Aujourd'hui, les Français veulent manger des produits locaux et de qualité. Pour cela, nous avons besoins de relocaliser l'approvisionnement alimentaire et de valoriser le travail et les produits de nos paysans. À la veille du lancement du plan pauvreté, il sera aussi important de valider des mesures qui forment la base d'un nouveau modèle alimentaire permettant à tous de mieux manger, telles que l'obligation pour les cantines de proposer, d'ici à 2022, au moins 20 % de produits issus de l'agriculture biologique parmi 50 % de produits sous signes officiels de qualité et locaux. Je pense aussi au transfert des dispositions législatives relatives à l'aide alimentaire du code rural et de la pêche maritime vers le code de l'action sociale et des familles, afin d'intensifier la lutte contre la précarité alimentaire, ou encore à la définition d'objectifs clairs dans le programme national relatif à la nutrition et à la santé pour résoudre ce problème.

La question de l'alimentation ne devrait être pour personne une variable d'ajustement.

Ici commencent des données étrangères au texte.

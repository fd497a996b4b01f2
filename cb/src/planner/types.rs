//! Request and result shapes for planner operations

use chrono::{DateTime, Utc};
use serde::Serialize;

use crate::domain::{DelayReason, Prediction, Subtask, Task, TaskCategory, TaskPriority, TaskStatus};
use crate::estimation::{Estimate, SubtaskDraft};

/// Fields for a new task
#[derive(Debug, Clone, Default)]
pub struct NewTask {
    pub title: String,
    pub description: Option<String>,
    pub category: TaskCategory,
    pub priority: TaskPriority,
    pub deadline: Option<DateTime<Utc>>,
    /// Subtasks named by the user; skips decomposition when non-empty
    pub subtasks: Vec<String>,
    /// Manual estimate in minutes; skips decomposition and prediction
    pub estimated_minutes: Option<f64>,
}

impl NewTask {
    pub fn new(title: impl Into<String>) -> Self {
        Self {
            title: title.into(),
            ..Default::default()
        }
    }
}

/// Partial task update; None leaves a field unchanged
#[derive(Debug, Clone, Default)]
pub struct TaskPatch {
    pub title: Option<String>,
    /// Some("") clears the description
    pub description: Option<String>,
    pub category: Option<TaskCategory>,
    pub priority: Option<TaskPriority>,
    pub status: Option<TaskStatus>,
    pub deadline: Option<DateTime<Utc>>,
    pub estimated_minutes: Option<f64>,
}

impl TaskPatch {
    pub fn is_empty(&self) -> bool {
        self.title.is_none()
            && self.description.is_none()
            && self.category.is_none()
            && self.priority.is_none()
            && self.status.is_none()
            && self.deadline.is_none()
            && self.estimated_minutes.is_none()
    }
}

/// What the user reports when finishing a task
#[derive(Debug, Clone, Default)]
pub struct Completion {
    pub actual_minutes: f64,
    pub delay_reason: Option<DelayReason>,
    pub notes: Option<String>,
}

/// A task with its children
#[derive(Debug, Clone, Serialize)]
pub struct TaskDetail {
    pub task: Task,
    pub subtasks: Vec<Subtask>,
    /// Current (newest) prediction
    pub prediction: Option<Prediction>,
}

/// One page of tasks
#[derive(Debug, Clone, Serialize)]
pub struct TaskList {
    pub tasks: Vec<Task>,
    pub total: usize,
    pub page: usize,
    pub page_size: usize,
}

/// Decomposition and estimate for a description, not persisted
#[derive(Debug, Clone, Serialize)]
pub struct Analysis {
    pub subtasks: Vec<SubtaskDraft>,
    pub estimate: Estimate,
    /// Decomposition failed and the whole task stands in as one step
    pub fallback: bool,
}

Bien manger ne coûte pas rien, mais ne coûte pas forcément plus cher. Si nous mangeons des produits de meilleure qualité, il y aura moins de gaspillage, et donc le coût global de notre alimentation n'augmentera pas. C'est à nous aussi, les consommateurs, d'agir en prenant notre alimentation en main pour changer nos habitudes. Notre travail est donc loin d'être fini. Si le législateur a la responsabilité de traduire dans la loi les idées issues des EGA, c'est en changeant nos pratiques que l'on va réussir à changer les choses en profondeur, ce qui implique une responsabilisation de toutes les parties prenantes. Après le vote du texte, ce sera donc à tous les acteurs de la chaîne alimentaire de prendre leurs responsabilités : aux agriculteurs de se regrouper en organisations de producteurs pour peser face à la grande distribution ; aux consommateurs de devenir des « consom'acteurs » pour traduire leurs attentes dans leur acte d'achat ; aux enseignes de la grande distribution de s'engager à mieux rémunérer nos paysans. Ce dernier point est fondamental : je compte poursuivre notre travail dans le cadre de mon rapport pour avis sur le volet agriculture du prochain projet de loi de finances, avec une réflexion sur la création d'un fonds de modernisation des exploitations agricoles et d'accompagnement de la transition écologique, qui serait notamment abondé par la grande distribution et l'industrie agroalimentaire, et géré par ces mêmes interprofessions. C'est ensemble que nous arriverons à atteindre nos objectifs ; c'est tous ensemble que nous devons travailler. Poursuivons donc cette belle dynamique des EGA dès aujourd'hui.